• [What to produce] I need the number of lines in the data that include "than"; reply with that number alone.

------ Material to process ------

//! Input data model: one record per census tract.

use serde::{Deserialize, Serialize};

/// The nine vacancy metrics reported for one tract.
///
/// Eight are counts and roll up by summation. `avg_days_vacant` is a
/// per-tract ratio and must be averaged across records, never summed.
#[derive(Debug, Clone, Copy, PartialEq, Serialize, Deserialize)]
pub struct TractMetrics {
    /// Active residential addresses
    pub active_res: u64,

    /// Residential addresses flagged vacant
    pub res_vac: u64,

    /// Average days vacant across the tract's vacant addresses
    pub avg_days_vacant: f64,

    /// Vacant less than 3 months
    pub vac_0_3: u64,

    /// Vacant 3 to 6 months
    pub vac_3_6: u64,

    /// Vacant 6 to 12 months
    pub vac_6_12: u64,

    /// Vacant 12 to 24 months
    pub vac_12_24: u64,

    /// Vacant 24 to 36 months
    pub vac_24_36: u64,

    /// Vacant 36 months or longer
    pub vac_36_plus: u64,
}

/// One row of an input extract.
///
/// `geo_id` is hierarchical: the first 2 characters are the state code and
/// the first 5 the state + county code; the full string identifies the tract.
#[derive(Debug, Clone, PartialEq)]
pub struct TractRecord {
    /// Hierarchical geographic identifier
    pub geo_id: String,

    /// Reporting month, when the extract carries it in-record
    pub month: Option<u32>,

    /// Reporting year, when the extract carries it in-record
    pub year: Option<i32>,

    /// The nine vacancy metrics
    pub metrics: TractMetrics,
}

#[cfg(test)]
impl TractMetrics {
    /// Uniform metrics for tests: every count `n`, mean field `avg`.
    pub fn uniform(n: u64, avg: f64) -> Self {
        Self {
            active_res: n,
            res_vac: n,
            avg_days_vacant: avg,
            vac_0_3: n,
            vac_3_6: n,
            vac_6_12: n,
            vac_12_24: n,
            vac_24_36: n,
            vac_36_plus: n,
        }
    }
}
//! CSV sink: four append-only destinations, one per spatial scale.
//!
//! Each destination receives its single header row at creation. Files are
//! created fresh per run; re-running regenerates them from the same inputs
//! rather than appending.

use crate::output::row::{Level, OutputRow, OUTPUT_HEADERS};
use crate::utils::config::{COUNTY_FILE, NATIONAL_FILE, STATE_FILE, TRACT_FILE};
use crate::utils::error::OutputError;
use log::{debug, info};
use std::fs::File;
use std::path::Path;

/// Destination for finished roll-up rows.
///
/// One call per emitted row; implementations must keep the four levels
/// independent of each other.
pub trait RollupSink {
    fn write_row(&mut self, level: Level, row: &OutputRow) -> Result<(), OutputError>;
}

/// Writes each level to its own CSV file in one output directory
#[derive(Debug)]
pub struct CsvRollupSink {
    tract: csv::Writer<File>,
    county: csv::Writer<File>,
    state: csv::Writer<File>,
    national: csv::Writer<File>,
}

impl CsvRollupSink {
    /// Create the four destination files and write their header rows.
    ///
    /// # Errors
    /// * `OutputError::InvalidPath` - the output directory cannot be created
    /// * `OutputError::WriteFailed` - a header row cannot be written
    pub fn create(output_dir: &Path) -> Result<Self, OutputError> {
        if output_dir.exists() && !output_dir.is_dir() {
            return Err(OutputError::InvalidPath(format!(
                "not a directory: {}",
                output_dir.display()
            )));
        }
        if !output_dir.exists() {
            debug!("Creating output directory: {}", output_dir.display());
            std::fs::create_dir_all(output_dir).map_err(|e| {
                OutputError::InvalidPath(format!(
                    "cannot create directory {}: {}",
                    output_dir.display(),
                    e
                ))
            })?;
        }

        info!("Writing roll-ups to: {}", output_dir.display());

        Ok(Self {
            tract: open_destination(output_dir, TRACT_FILE)?,
            county: open_destination(output_dir, COUNTY_FILE)?,
            state: open_destination(output_dir, STATE_FILE)?,
            national: open_destination(output_dir, NATIONAL_FILE)?,
        })
    }

    fn writer(&mut self, level: Level) -> &mut csv::Writer<File> {
        match level {
            Level::Tract => &mut self.tract,
            Level::County => &mut self.county,
            Level::State => &mut self.state,
            Level::National => &mut self.national,
        }
    }

    /// Flush all four destinations. Called once at end of run.
    pub fn flush(&mut self) -> Result<(), OutputError> {
        for level in [Level::Tract, Level::County, Level::State, Level::National] {
            self.writer(level).flush()?;
        }
        Ok(())
    }
}

fn open_destination(dir: &Path, name: &str) -> Result<csv::Writer<File>, OutputError> {
    let path = dir.join(name);
    let file = File::create(&path)?;
    let mut writer = csv::Writer::from_writer(file);
    writer.write_record(OUTPUT_HEADERS)?;
    Ok(writer)
}

impl RollupSink for CsvRollupSink {
    fn write_row(&mut self, level: Level, row: &OutputRow) -> Result<(), OutputError> {
        self.writer(level).write_record(row.to_fields())?;
        Ok(())
    }
}

/// Collects rows in memory, keyed by level. Test support.
#[cfg(test)]
#[derive(Default)]
pub struct MemorySink {
    pub rows: Vec<(Level, OutputRow)>,
}

#[cfg(test)]
impl MemorySink {
    pub fn rows_at(&self, level: Level) -> Vec<&OutputRow> {
        self.rows
            .iter()
            .filter(|(l, _)| *l == level)
            .map(|(_, r)| r)
            .collect()
    }
}

#[cfg(test)]
impl RollupSink for MemorySink {
    fn write_row(&mut self, level: Level, row: &OutputRow) -> Result<(), OutputError> {
        self.rows.push((level, row.clone()));
        Ok(())
    }
}

#[cfg(test)]
mod tests {
    use super::*;
    use crate::output::row::LevelTotals;
    use crate::source::period::Period;

    fn sample_row() -> OutputRow {
        OutputRow::from_totals(
            Period::new(6, 2013),
            "01001",
            LevelTotals {
                active_res: 20,
                res_vac: 5,
                avg_days_vacant: 5.0,
                vac_0_3: 2,
                vac_3_6: 1,
                vac_6_12: 1,
                vac_12_24: 1,
                vac_24_36: 0,
                vac_36_plus: 0,
            },
        )
    }

    #[test]
    fn test_create_writes_headers_to_all_four_files() {
        let dir = tempfile::tempdir().unwrap();
        let mut sink = CsvRollupSink::create(dir.path()).unwrap();
        sink.flush().unwrap();

        for name in [TRACT_FILE, COUNTY_FILE, STATE_FILE, NATIONAL_FILE] {
            let contents = std::fs::read_to_string(dir.path().join(name)).unwrap();
            let header = contents.lines().next().unwrap();
            assert!(header.starts_with("Month/Year,GEOID,totalAMS_RES"), "{name}");
        }
    }

    #[test]
    fn test_rows_land_in_their_level_file_only() {
        let dir = tempfile::tempdir().unwrap();
        let mut sink = CsvRollupSink::create(dir.path()).unwrap();
        sink.write_row(Level::County, &sample_row()).unwrap();
        sink.flush().unwrap();

        let county = std::fs::read_to_string(dir.path().join(COUNTY_FILE)).unwrap();
        assert_eq!(county.lines().count(), 2);
        assert!(county.lines().nth(1).unwrap().starts_with("06/2013,01001,20,5,5"));

        let state = std::fs::read_to_string(dir.path().join(STATE_FILE)).unwrap();
        assert_eq!(state.lines().count(), 1);
    }

    #[test]
    fn test_create_rejects_file_as_output_dir() {
        let file = tempfile::NamedTempFile::new().unwrap();
        let err = CsvRollupSink::create(file.path()).unwrap_err();
        assert!(matches!(err, OutputError::InvalidPath(_)));
    }

    #[test]
    fn test_rerun_truncates_previous_output() {
        let dir = tempfile::tempdir().unwrap();
        {
            let mut sink = CsvRollupSink::create(dir.path()).unwrap();
            sink.write_row(Level::Tract, &sample_row()).unwrap();
            sink.flush().unwrap();
        }
        {
            let mut sink = CsvRollupSink::create(dir.path()).unwrap();
            sink.flush().unwrap();
        }
        let tract = std::fs::read_to_string(dir.path().join(TRACT_FILE)).unwrap();
        assert_eq!(tract.lines().count(), 1);
    }
}
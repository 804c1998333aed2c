//! Process command implementation.
//!
//! The process command:
//! 1. Enumerates input extracts matching the configured glob
//! 2. Opens the four roll-up destinations
//! 3. Streams each file through the aggregator, strictly sequentially
//! 4. Reports run-level tallies (and optionally a JSON summary)
//!
//! Per-file faults (schema mismatch, malformed GEOID, unreadable data) are
//! logged and counted without halting the run. Sink write failures abort
//! the run: partial output across the four destinations is not acceptable.

use crate::aggregator::{FileCounts, StreamingAggregator};
use crate::output::csv_sink::CsvRollupSink;
use crate::source::{CsvRecordSource, Period, SchemaVariant};
use crate::utils::config::{DEFAULT_INPUT_GLOB, DEFAULT_OUTPUT_DIR, SCHEMA_VERSION};
use crate::utils::error::AggregateError;
use anyhow::{Context, Result};
use chrono::{DateTime, Utc};
use log::{debug, error, info, warn};
use serde::Serialize;
use std::path::{Path, PathBuf};
use std::time::Instant;

/// Arguments for the process command
///
/// **Public** - used by main.rs to construct from CLI args
#[derive(Debug, Clone)]
pub struct ProcessArgs {
    /// Glob pattern selecting input extract files
    pub input_glob: String,

    /// Directory receiving the four roll-up files
    pub output_dir: PathBuf,

    /// Header casing variant to expect (auto inspects each file)
    pub schema_variant: SchemaVariant,

    /// Optional path for a machine-readable run summary
    pub summary_json: Option<PathBuf>,
}

impl Default for ProcessArgs {
    fn default() -> Self {
        Self {
            input_glob: DEFAULT_INPUT_GLOB.to_string(),
            output_dir: PathBuf::from(DEFAULT_OUTPUT_DIR),
            schema_variant: SchemaVariant::Auto,
            summary_json: None,
        }
    }
}

/// One failed input file in the run summary
#[derive(Debug, Clone, Serialize)]
pub struct FileFailure {
    pub file: String,
    pub error: String,
}

/// Machine-readable account of one run
#[derive(Debug, Serialize)]
pub struct RunSummary {
    pub schema_version: &'static str,
    pub started_at: DateTime<Utc>,
    pub finished_at: DateTime<Utc>,
    pub input_glob: String,
    pub files_found: usize,
    pub files_processed: usize,
    pub files_failed: usize,
    pub totals: FileCounts,
    pub failures: Vec<FileFailure>,
}

/// Validate process arguments
///
/// **Public** - can be called before execute_process for early validation
pub fn validate_args(args: &ProcessArgs) -> Result<()> {
    if args.input_glob.is_empty() {
        anyhow::bail!("input glob cannot be empty");
    }

    // Surface a bad pattern before any output file is created
    glob::Pattern::new(&args.input_glob)
        .with_context(|| format!("invalid input glob: {}", args.input_glob))?;

    if args.output_dir.as_os_str().is_empty() {
        anyhow::bail!("output directory cannot be empty");
    }

    Ok(())
}

/// Execute the process command
///
/// **Public** - main entry point called from main.rs
///
/// # Arguments
/// * `args` - Process command arguments
///
/// # Returns
/// The run summary on success (some input files may still have failed;
/// see `files_failed`)
///
/// # Errors
/// * Output destinations cannot be created or written
/// * The input glob is invalid
pub fn execute_process(args: ProcessArgs) -> Result<RunSummary> {
    let start_time = Instant::now();
    let started_at = Utc::now();

    info!("Input pattern: {}", args.input_glob);

    let files = find_input_files(&args.input_glob)?;
    if files.is_empty() {
        warn!("No input files match {}", args.input_glob);
    } else {
        info!("Found {} input file(s)", files.len());
    }

    let mut sink = CsvRollupSink::create(&args.output_dir)
        .context("Failed to create output destinations")?;

    let mut totals = FileCounts::default();
    let mut failures = Vec::new();
    let mut processed = 0usize;

    for path in &files {
        info!("Processing {}", path.display());

        match process_file(path, args.schema_variant, &mut sink) {
            Ok(counts) => {
                processed += 1;
                info!(
                    "{}: {} records -> {} county, {} state, {} national row(s); {:.2}s since start",
                    path.display(),
                    counts.records,
                    counts.county_rows,
                    counts.state_rows,
                    counts.national_rows,
                    start_time.elapsed().as_secs_f64()
                );
                totals.merge(&counts);
            }
            Err(e) if e.is_fatal_for_run() => {
                return Err(anyhow::Error::new(e)
                    .context(format!("Output failure while processing {}", path.display())));
            }
            Err(e) => {
                error!("Skipping {}: {}", path.display(), e);
                failures.push(FileFailure {
                    file: path.display().to_string(),
                    error: e.to_string(),
                });
            }
        }
    }

    sink.flush().context("Failed to flush output destinations")?;

    let summary = RunSummary {
        schema_version: SCHEMA_VERSION,
        started_at,
        finished_at: Utc::now(),
        input_glob: args.input_glob.clone(),
        files_found: files.len(),
        files_processed: processed,
        files_failed: failures.len(),
        totals,
        failures,
    };

    info!(
        "Run complete: {}/{} file(s) processed, {} failed",
        summary.files_processed, summary.files_found, summary.files_failed
    );
    info!(
        "Rows emitted: {} tract, {} county, {} state, {} national ({} records)",
        totals.tract_rows, totals.county_rows, totals.state_rows, totals.national_rows,
        totals.records
    );
    info!("Total time: {:.2}s", start_time.elapsed().as_secs_f64());

    if let Some(path) = &args.summary_json {
        write_summary(&summary, path)?;
        info!("Run summary written to: {}", path.display());
    }

    Ok(summary)
}

/// Stream one extract through the aggregator.
///
/// **Private** - internal helper for execute_process
fn process_file(
    path: &Path,
    variant: SchemaVariant,
    sink: &mut CsvRollupSink,
) -> Result<FileCounts, AggregateError> {
    let source = CsvRecordSource::open(path, variant)?;
    let has_period_columns = source.columns().has_period_columns();
    let mut records = source.peekable();

    // Prefer the in-record period fields; fall back to the filename. A peek
    // at an unreadable first record defers the error to the main loop.
    let period = match records.peek() {
        Some(Ok(first)) if has_period_columns => match (first.month, first.year) {
            (Some(month), Some(year)) => Period::new(month, year),
            _ => Period::from_filename(path)?,
        },
        _ => Period::from_filename(path)?,
    };
    debug!("{}: period {}", path.display(), period);

    StreamingAggregator::new(period).run(records, sink)
}

/// Expand the input glob into a sorted file list
///
/// **Private** - internal helper for execute_process
fn find_input_files(pattern: &str) -> Result<Vec<PathBuf>> {
    let mut files: Vec<PathBuf> = glob::glob(pattern)
        .with_context(|| format!("invalid input glob: {pattern}"))?
        .filter_map(|entry| match entry {
            Ok(path) if path.is_file() => Some(path),
            Ok(_) => None,
            Err(e) => {
                warn!("Skipping unreadable path: {e}");
                None
            }
        })
        .collect();

    // Deterministic processing order regardless of filesystem enumeration
    files.sort();
    Ok(files)
}

/// Write the run summary as pretty-printed JSON
///
/// **Private** - internal helper for execute_process
fn write_summary(summary: &RunSummary, path: &Path) -> Result<()> {
    if let Some(parent) = path.parent() {
        if !parent.exists() {
            std::fs::create_dir_all(parent)
                .with_context(|| format!("cannot create directory {}", parent.display()))?;
        }
    }

    let file = std::fs::File::create(path)
        .with_context(|| format!("cannot create summary file {}", path.display()))?;
    serde_json::to_writer_pretty(std::io::BufWriter::new(file), summary)
        .context("Failed to serialize run summary")?;
    Ok(())
}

------

• [Output of the task] 2